The Summer Slow Burn Has Arrived
Second-chance romance has always had a specific kind of grip on audiences – not because the formula is subtle, but because it isn’t. The stolen look across a crowded room, the decade-old wound that never quite closed, the conversation that should have happened years earlier. Prime Video’s Every Year After, adapted from Carley Fortune’s bestselling novel, builds its entire architecture on that emotional blueprint, following best friends Sam and Percy through the years, the gaps, and the complicated aftermath of growing up alongside someone you were always half in love with.
Matt Cornett plays Sam opposite Sadie Soverall’s Percy, and whatever the series gets right or wrong in its translation from page to screen, the two leads are genuinely, undeniably good together. Their chemistry isn’t performed – it lives in the pauses, the almost-moments, the kind of restraint that slow-burn storytelling demands and so rarely gets. The result lands exactly where summer viewing wants to be: nostalgic, a little aching, and easy to project your own young-adult regrets onto.

Two Actors, Two Very Different Entry Points
Cornett arrives here best known from High School Musical: The Musical: The Series, a franchise that gave him visibility but kept him operating within fairly defined emotional parameters. Sam is a different kind of character – older in feeling, heavier in backstory, carrying the weight of choices made and not made across multiple timelines. It’s a role that asks him to age on screen, not just in makeup or costuming, but in the way he holds regret. He does it well.
Soverall, meanwhile, is tasked with something arguably harder. Percy is not a tidy protagonist. She makes mistakes that the audience is not always meant to excuse, and her arc spans multiple distinct stages of life, each with its own version of who she is and what she wants. Vulnerability in messy characters is a particular skill – it’s easy to play likable, much harder to stay watchable when your character keeps choosing wrong. Soverall threads that consistently across the series’ runtime.
The structure of the story – unfolding across years and memories rather than a linear present-tense – means both actors are essentially playing multiple versions of the same person. That’s a technical challenge as much as an emotional one. You have to make the 22-year-old version feel genuinely different from the 30-year-old version without making the gap feel like a costume change. The continuity of identity across those jumps is where the performances earn their weight.
What the series understands, and what Cornett and Soverall seem to understand about it, is that yearning is most effective when it’s grounded in specificity. The missed chance has to feel specific, not generic. The timing has to feel genuinely cruel, not just narratorially convenient. When that specificity lands, the audience stops watching a romance formula and starts watching two actual people fail to find each other at the right moment – which is a much more interesting thing to watch.

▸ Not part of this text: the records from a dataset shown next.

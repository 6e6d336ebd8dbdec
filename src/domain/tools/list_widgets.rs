//! `list_widgets` (C5, spec §4.5.2): reports the dashboard's current widgets
//! with a derived status per widget and a human-readable summary.

use async_trait::async_trait;
use serde_json::{json, Value};

use crate::domain::conversation::{Context, ToolOutput, WidgetSummary, WidgetType};

use super::Tool;

pub struct ListWidgetsTool;

impl ListWidgetsTool {
    pub fn new() -> Self {
        Self
    }
}

impl Default for ListWidgetsTool {
    fn default() -> Self {
        Self::new()
    }
}

/// Derives the widget's display status.
///
/// The data model carries only a boolean `hasResults`, so "no results (query
/// returned empty)" — distinct from "configured but not run" — isn't
/// reachable from this flag alone; see DESIGN.md for that decision.
fn widget_status(widget: &WidgetSummary) -> &'static str {
    if widget.query.trim().is_empty() {
        "empty (no query set)"
    } else if widget.has_results {
        "showing data"
    } else {
        "configured but not run"
    }
}

fn summarize(widgets: &[WidgetSummary]) -> String {
    if widgets.is_empty() {
        return "No widgets on this dashboard yet.".to_string();
    }

    let tables = widgets.iter().filter(|w| w.widget_type == WidgetType::DataTable).count();
    let graphs = widgets.iter().filter(|w| w.widget_type == WidgetType::Graph).count();
    let showing_data = widgets.iter().filter(|w| w.has_results).count();
    let not_run = widgets.len() - showing_data;

    format!(
        "{} widget{} ({} table{}, {} graph{}): {} showing data, {} not yet showing results.",
        widgets.len(),
        if widgets.len() == 1 { "" } else { "s" },
        tables,
        if tables == 1 { "" } else { "s" },
        graphs,
        if graphs == 1 { "" } else { "s" },
        showing_data,
        not_run,
    )
}

#[async_trait]
impl Tool for ListWidgetsTool {
    fn name(&self) -> &str {
        "list_widgets"
    }

    fn description(&self) -> &str {
        "List the dashboard's current widgets, with each widget's title, type, query, and status."
    }

    fn parameter_schema(&self) -> Value {
        json!({ "type": "object", "properties": {}, "required": [] })
    }

    fn usage_guidance(&self) -> &str {
        "Call this to see what's already on the user's dashboard before creating a new widget \
         that might duplicate one, or when the user asks what widgets they have."
    }

    fn example_queries(&self) -> &[&str] {
        &["What widgets do I have?", "What's on my dashboard already?"]
    }

    fn validate_parameters(&self, _args: &Value) -> Result<(), String> {
        Ok(())
    }

    async fn execute(&self, _args: Value, context: &Context) -> ToolOutput {
        let records: Vec<Value> = context
            .widgets
            .iter()
            .map(|w| {
                json!({
                    "id": w.id,
                    "title": w.title,
                    "type": w.widget_type,
                    "query": w.query,
                    "dimensions": w.dimensions,
                    "hasResults": w.has_results,
                    "status": widget_status(w),
                })
            })
            .collect();

        ToolOutput::success(
            "widgets_listed",
            json!({
                "widgets": records,
                "count": context.widgets.len(),
                "summary": summarize(&context.widgets),
            }),
        )
    }
}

The BookTok Problem, and Why It Matters Here
Carley Fortune’s novel arrived with a pre-built, highly opinionated audience. BookTok communities surrounding beloved source material don’t just have preferences – they have detailed mental images of how characters should look, sound, and move through a scene. Casting announcements for adaptations of well-loved books now function almost like auditions conducted in public, with comment sections that deliver verdicts before a single frame has been filmed.
For Cornett and Soverall, stepping into Sam and Percy meant inheriting those expectations immediately. The question for any actor in that position isn’t whether the fandom will have opinions – they will, loudly – but whether the performance eventually earns its own ground, separate from the source material’s imprint. That’s a different kind of pressure from the one most actors describe, and it’s worth acknowledging as real rather than dismissing as internet noise.
Why This Particular Story, Right Now
“Yearning” has become something close to a cultural shorthand this year – a word that keeps surfacing in conversations about what audiences actually want from romance storytelling versus what they’ve been getting. The thesis is that slow-burn tension, the kind that withholds rather than delivers, satisfies something that faster-paced, more explicit romantic content doesn’t. Every Year After arrives squarely inside that moment, whether by design or fortunate timing.
There’s also something specific about the best-friends-to-lovers trajectory that this story leans into harder than most. Sam and Percy aren’t strangers who spark – they’re people who already know everything about each other, which means the distance between them isn’t information, it’s decision. The barrier is choice, not circumstance. That raises the emotional stakes considerably, because every moment of near-miss is also a moment where someone could have simply said the thing and didn’t.

If you read Fortune’s novel and found yourself invested in these characters, the series will likely give you what you came for. If you’re arriving without the book as context, the summer streaming slate is notably stacked with romantic narratives right now, and this one earns its place on that list through performance rather than just premise. Cornett and Soverall carry the weight of a story that requires them to make restraint feel like drama, and they manage it.
The real test for any second-chance romance – on the page or on screen – is whether the reunion, when it finally arrives, feels earned rather than inevitable. Inevitable is easy. Earned takes the full weight of everything that came before. Whether Every Year After sticks that landing depends on how much you were willing to feel those earlier gaps, and how cruel the timing felt when it was doing its worst.